[Opening Records for processing section]

//! Error types for the lexer and parser.

use crate::span::Span;
use crate::token::TokenKind;
use std::fmt;

/// Errors produced during tokenization.
#[derive(Debug, Clone, PartialEq, Eq)]
pub enum LexerError {
    /// A character with no meaning in the language.
    UnknownChar {
        /// The offending character.
        ch: char,
        /// Where it occurred.
        span: Span,
    },

    /// A `(*` block comment that never closes.
    UnterminatedComment {
        /// Where the comment opened.
        start: Span,
    },

    /// An integer literal that does not fit in `i64`.
    IntOutOfRange {
        /// The literal text.
        literal: String,
        /// Where it occurred.
        span: Span,
    },
}

impl fmt::Display for LexerError {
    fn fmt(&self, f: &mut fmt::Formatter<'_>) -> fmt::Result {
        match self {
            Self::UnknownChar { ch, span } => {
                write!(f, "unknown character '{ch}' at {span}")
            }
            Self::UnterminatedComment { start } => {
                write!(f, "unterminated block comment starting at {start}")
            }
            Self::IntOutOfRange { literal, span } => {
                write!(f, "integer literal '{literal}' out of range at {span}")
            }
        }
    }
}

impl std::error::Error for LexerError {}

/// Errors produced during parsing.
#[derive(Debug, Clone, PartialEq, Eq)]
pub enum ParserError {
    /// A token other than the expected one.
    UnexpectedToken {
        /// What the parser would have accepted.
        expected: String,
        /// What it found instead.
        found: TokenKind,
        /// Where it found it.
        span: Span,
    },

    /// No expression where one was required.
    ExpectedExpression {
        /// The token that is not the start of any expression.
        found: TokenKind,
        /// Where it occurred.
        span: Span,
    },

    /// Tokens left over after a complete expression.
    TrailingInput {
        /// The first leftover token.
        found: TokenKind,
        /// Where it occurred.
        span: Span,
    },
}

impl fmt::Display for ParserError {
    fn fmt(&self, f: &mut fmt::Formatter<'_>) -> fmt::Result {
        match self {
            Self::UnexpectedToken { expected, found, span } => {
                write!(f, "expected {expected}, found '{found}' at {span}")
            }
            Self::ExpectedExpression { found, span } => {
                write!(f, "expected expression, found '{found}' at {span}")
            }
            Self::TrailingInput { found, span } => {
                write!(f, "unexpected '{found}' after expression at {span}")
            }
        }
    }
}

impl std::error::Error for ParserError {}

/// Either kind of front-end error.
#[derive(Debug, Clone, PartialEq, Eq)]
pub enum SyntaxError {
    /// The lexer rejected the input.
    Lexer(LexerError),
    /// The parser rejected the token stream.
    Parser(ParserError),
}

impl fmt::Display for SyntaxError {
    fn fmt(&self, f: &mut fmt::Formatter<'_>) -> fmt::Result {
        match self {
            Self::Lexer(err) => write!(f, "lexer error: {err}"),
            Self::Parser(err) => write!(f, "parser error: {err}"),
        }
    }
}

impl std::error::Error for SyntaxError {}

impl From<LexerError> for SyntaxError {
    fn from(err: LexerError) -> Self {
        Self::Lexer(err)
    }
}

impl From<ParserError> for SyntaxError {
    fn from(err: ParserError) -> Self {
        Self::Parser(err)
    }
}

/// Result alias for lexer operations.
pub type LexerResult<T> = Result<T, LexerError>;

/// Result alias for parser operations.
pub type ParserResult<T> = Result<T, ParserError>;

/// Result alias for whole-front-end operations.
pub type SyntaxResult<T> = Result<T, SyntaxError>;

#[cfg(test)]
mod tests {
    use super::*;

    #[test]
    fn test_lexer_error_display() {
        let err = LexerError::UnknownChar {
            ch: '@',
            span: Span::new(4, 5, 1, 5),
        };
        assert_eq!(err.to_string(), "unknown character '@' at 1:5");
    }

    #[test]
    fn test_parser_error_display() {
        let err = ParserError::UnexpectedToken {
            expected: "'then'".to_string(),
            found: TokenKind::Else,
            span: Span::new(10, 14, 2, 1),
        };
        assert_eq!(err.to_string(), "expected 'then', found 'else' at 2:1");
    }

    #[test]
    fn test_syntax_error_from() {
        let err: SyntaxError = LexerError::UnterminatedComment {
            start: Span::new(0, 2, 1, 1),
        }
        .into();
        assert!(matches!(err, SyntaxError::Lexer(_)));
        assert!(err.to_string().starts_with("lexer error:"));
    }
}
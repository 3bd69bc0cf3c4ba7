//! Use-definition analysis.
//!
//! Finds variables used outside any `let` that binds them, before
//! anything runs. The walk carries the set of names in scope; a
//! binding is visible in its `let` body only, not in its own bound
//! expression.

use fxhash::FxHashSet;

use letix_syntax::Expr;

/// Collects the free variables of `expr`.
///
/// Returns the names sorted and deduplicated, so callers report them
/// deterministically. An empty result means every use is covered by a
/// binding and evaluation cannot hit
/// [`EvalError::UndefinedVariable`](crate::EvalError::UndefinedVariable).
#[must_use]
pub fn undefined_names(expr: &Expr) -> Vec<String> {
    let mut free = FxHashSet::default();
    let mut bound = Vec::new();
    collect(expr, &mut bound, &mut free);
    let mut names: Vec<String> = free.into_iter().collect();
    names.sort_unstable();
    names
}

fn collect(expr: &Expr, bound: &mut Vec<String>, free: &mut FxHashSet<String>) {
    match expr {
        Expr::IntLiteral { .. } | Expr::BoolLiteral { .. } => {}
        Expr::Variable { name, .. } => {
            if !bound.iter().any(|b| b == name) {
                free.insert(name.clone());
            }
        }
        Expr::Let { name, bound: bound_expr, body, .. } => {
            collect(bound_expr, bound, free);
            bound.push(name.clone());
            collect(body, bound, free);
            bound.pop();
        }
        Expr::IfThenElse { cond, then_branch, else_branch, .. } => {
            collect(cond, bound, free);
            collect(then_branch, bound, free);
            collect(else_branch, bound, free);
        }
        Expr::Unary { operand, .. } => collect(operand, bound, free),
        Expr::Binary { left, right, .. } => {
            collect(left, bound, free);
            collect(right, bound, free);
        }
    }
}

#[cfg(test)]
mod tests {
    use super::*;
    use letix_syntax::parse;

    fn free_in(source: &str) -> Vec<String> {
        undefined_names(&parse(source).unwrap())
    }

    #[test]
    fn test_closed_programs_have_no_free_names() {
        assert!(free_in("let x <- 1 in x + 2 end").is_empty());
        assert!(free_in("1 + 2 * 3").is_empty());
    }

    #[test]
    fn test_free_uses_are_reported_sorted() {
        assert_eq!(free_in("b + a + b"), ["a", "b"]);
    }

    #[test]
    fn test_binding_does_not_cover_its_own_bound_expression() {
        assert_eq!(free_in("let x <- x + 1 in x end"), ["x"]);
    }

    #[test]
    fn test_binding_ends_with_its_body() {
        assert_eq!(free_in("(let x <- 1 in x end) + x"), ["x"]);
    }

    #[test]
    fn test_shadowing_still_covers_uses() {
        assert!(free_in("let x <- 1 in let x <- true in x end end").is_empty());
    }
}
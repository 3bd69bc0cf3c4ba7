//! The expression evaluator.
//!
//! A straightforward environment-passing interpreter. `and` and `or`
//! short-circuit, so their right operand is never evaluated when the
//! left one decides the answer. Arithmetic wraps on overflow; the one
//! arithmetic fault surfaced as an error is a zero divisor.

use fxhash::FxHashMap;

use letix_syntax::{BinaryOp, Expr, UnaryOp};

use crate::error::{EvalError, Result};
use crate::value::Value;

/// Evaluates a closed expression.
///
/// # Errors
///
/// [`EvalError::UndefinedVariable`] for a free variable,
/// [`EvalError::DivisionByZero`] for a zero divisor, and
/// [`EvalError::TypeMismatch`] when an operator meets the wrong kind
/// of value (unreachable after a successful type check).
pub fn eval(expr: &Expr) -> Result<Value> {
    eval_in(expr, &mut FxHashMap::default())
}

fn eval_in(expr: &Expr, env: &mut FxHashMap<String, Value>) -> Result<Value> {
    match expr {
        Expr::IntLiteral { value, .. } => Ok(Value::Int(*value)),
        Expr::BoolLiteral { value, .. } => Ok(Value::Bool(*value)),
        Expr::Variable { name, .. } => {
            env.get(name).copied().ok_or_else(|| EvalError::UndefinedVariable {
                name: name.clone(),
            })
        }
        Expr::Let { name, bound, body, .. } => {
            let bound_value = eval_in(bound, env)?;
            // Save any outer binding so the body sees the inner one
            // and the outer scope gets it back afterwards.
            let shadowed = env.insert(name.clone(), bound_value);
            let result = eval_in(body, env);
            match shadowed {
                Some(previous) => {
                    env.insert(name.clone(), previous);
                }
                None => {
                    env.remove(name);
                }
            }
            result
        }
        Expr::IfThenElse { cond, then_branch, else_branch, .. } => {
            if expect_bool(eval_in(cond, env)?)? {
                eval_in(then_branch, env)
            } else {
                eval_in(else_branch, env)
            }
        }
        Expr::Unary { op, operand, .. } => {
            let value = eval_in(operand, env)?;
            match op {
                UnaryOp::Neg => Ok(Value::Int(expect_int(value)?.wrapping_neg())),
                UnaryOp::Not => Ok(Value::Bool(!expect_bool(value)?)),
            }
        }
        Expr::Binary { op, left, right, .. } => match op {
            BinaryOp::And => {
                if expect_bool(eval_in(left, env)?)? {
                    Ok(Value::Bool(expect_bool(eval_in(right, env)?)?))
                } else {
                    Ok(Value::Bool(false))
                }
            }
            BinaryOp::Or => {
                if expect_bool(eval_in(left, env)?)? {
                    Ok(Value::Bool(true))
                } else {
                    Ok(Value::Bool(expect_bool(eval_in(right, env)?)?))
                }
            }
            BinaryOp::Eql => {
                let lhs = eval_in(left, env)?;
                let rhs = eval_in(right, env)?;
                match (lhs, rhs) {
                    (Value::Int(a), Value::Int(b)) => Ok(Value::Bool(a == b)),
                    (Value::Bool(a), Value::Bool(b)) => Ok(Value::Bool(a == b)),
                    (Value::Int(_), other) => Err(EvalError::TypeMismatch {
                        expected: "int",
                        found: other,
                    }),
                    (Value::Bool(_), other) => Err(EvalError::TypeMismatch {
                        expected: "bool",
                        found: other,
                    }),
                }
            }
            _ => {
                let lhs = expect_int(eval_in(left, env)?)?;
                let rhs = expect_int(eval_in(right, env)?)?;
                match op {
                    BinaryOp::Add => Ok(Value::Int(lhs.wrapping_add(rhs))),
                    BinaryOp::Sub => Ok(Value::Int(lhs.wrapping_sub(rhs))),
                    BinaryOp::Mul => Ok(Value::Int(lhs.wrapping_mul(rhs))),
                    BinaryOp::Div => {
                        if rhs == 0 {
                            Err(EvalError::DivisionByZero)
                        } else {
                            Ok(Value::Int(lhs.wrapping_div(rhs)))
                        }
                    }
                    BinaryOp::Lt => Ok(Value::Bool(lhs < rhs)),
                    BinaryOp::Le => Ok(Value::Bool(lhs <= rhs)),
                    BinaryOp::Gt => Ok(Value::Bool(lhs > rhs)),
                    BinaryOp::Ge => Ok(Value::Bool(lhs >= rhs)),
                    BinaryOp::And | BinaryOp::Or | BinaryOp::Eql => unreachable!(),
                }
            }
        },
    }
}

fn expect_int(value: Value) -> Result<i64> {
    value.as_int().ok_or(EvalError::TypeMismatch { expected: "int", found: value })
}

fn expect_bool(value: Value) -> Result<bool> {
    value.as_bool().ok_or(EvalError::TypeMismatch { expected: "bool", found: value })
}

#[cfg(test)]
mod tests {
    use super::*;
    use letix_syntax::parse;

    fn eval_source(source: &str) -> Result<Value> {
        eval(&parse(source).unwrap())
    }

    #[test]
    fn test_arithmetic() {
        assert_eq!(eval_source("2 * 3 + 4").unwrap(), Value::Int(10));
        assert_eq!(eval_source("7 / 2").unwrap(), Value::Int(3));
        assert_eq!(eval_source("~5 + 1").unwrap(), Value::Int(-4));
    }

    #[test]
    fn test_comparisons_and_equality() {
        assert_eq!(eval_source("1 < 2").unwrap(), Value::Bool(true));
        assert_eq!(eval_source("2 <= 2").unwrap(), Value::Bool(true));
        assert_eq!(eval_source("1 > 2").unwrap(), Value::Bool(false));
        assert_eq!(eval_source("2 >= 3").unwrap(), Value::Bool(false));
        assert_eq!(eval_source("1 + 1 = 2").unwrap(), Value::Bool(true));
        assert_eq!(eval_source("true = false").unwrap(), Value::Bool(false));
    }

    #[test]
    fn test_let_binds_and_shadows() {
        assert_eq!(
            eval_source("let x <- 1 in let x <- x + 1 in x * 10 end end").unwrap(),
            Value::Int(20)
        );
        // The outer binding is visible again after the inner body.
        assert_eq!(
            eval_source("let x <- 1 in (let x <- 2 in x end) + x end").unwrap(),
            Value::Int(3)
        );
    }

    #[test]
    fn test_if_selects_a_branch() {
        assert_eq!(eval_source("if 1 < 2 then 10 else 20").unwrap(), Value::Int(10));
        assert_eq!(eval_source("if not true then 10 else 20").unwrap(), Value::Int(20));
    }

    #[test]
    fn test_and_or_short_circuit() {
        // The right operand would divide by zero if evaluated.
        assert_eq!(
            eval_source("false and 1 / 0 = 1").unwrap(),
            Value::Bool(false)
        );
        assert_eq!(
            eval_source("true or 1 / 0 = 1").unwrap(),
            Value::Bool(true)
        );
        assert_eq!(
            eval_source("true and 1 / 0 = 1").unwrap_err(),
            EvalError::DivisionByZero
        );
    }

    #[test]
    fn test_division_by_zero() {
        assert_eq!(eval_source("1 / 0").unwrap_err(), EvalError::DivisionByZero);
        assert_eq!(
            eval_source("if false then 1 / 0 else 9").unwrap(),
            Value::Int(9)
        );
    }

    #[test]
    fn test_undefined_variable() {
        assert_eq!(
            eval_source("x + 1").unwrap_err(),
            EvalError::UndefinedVariable { name: "x".into() }
        );
        // Out of scope once its let body ends.
        assert_eq!(
            eval_source("(let x <- 1 in x end) + x").unwrap_err(),
            EvalError::UndefinedVariable { name: "x".into() }
        );
    }

    #[test]
    fn test_ill_typed_tree_reports_a_mismatch() {
        assert_eq!(
            eval_source("1 + true").unwrap_err(),
            EvalError::TypeMismatch { expected: "int", found: Value::Bool(true) }
        );
    }
}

[Closing Records for processing section]

Set down, exactly as they appear above, all lines from the one that has "let lhs = expect_int(eval_in(left, env)?)?;" down to the one that has "if rhs == 0", including those two and no others.

                let lhs = expect_int(eval_in(left, env)?)?;
                let rhs = expect_int(eval_in(right, env)?)?;
                match op {
                    BinaryOp::Add => Ok(Value::Int(lhs.wrapping_add(rhs))),
                    BinaryOp::Sub => Ok(Value::Int(lhs.wrapping_sub(rhs))),
                    BinaryOp::Mul => Ok(Value::Int(lhs.wrapping_mul(rhs))),
                    BinaryOp::Div => {
                        if rhs == 0 {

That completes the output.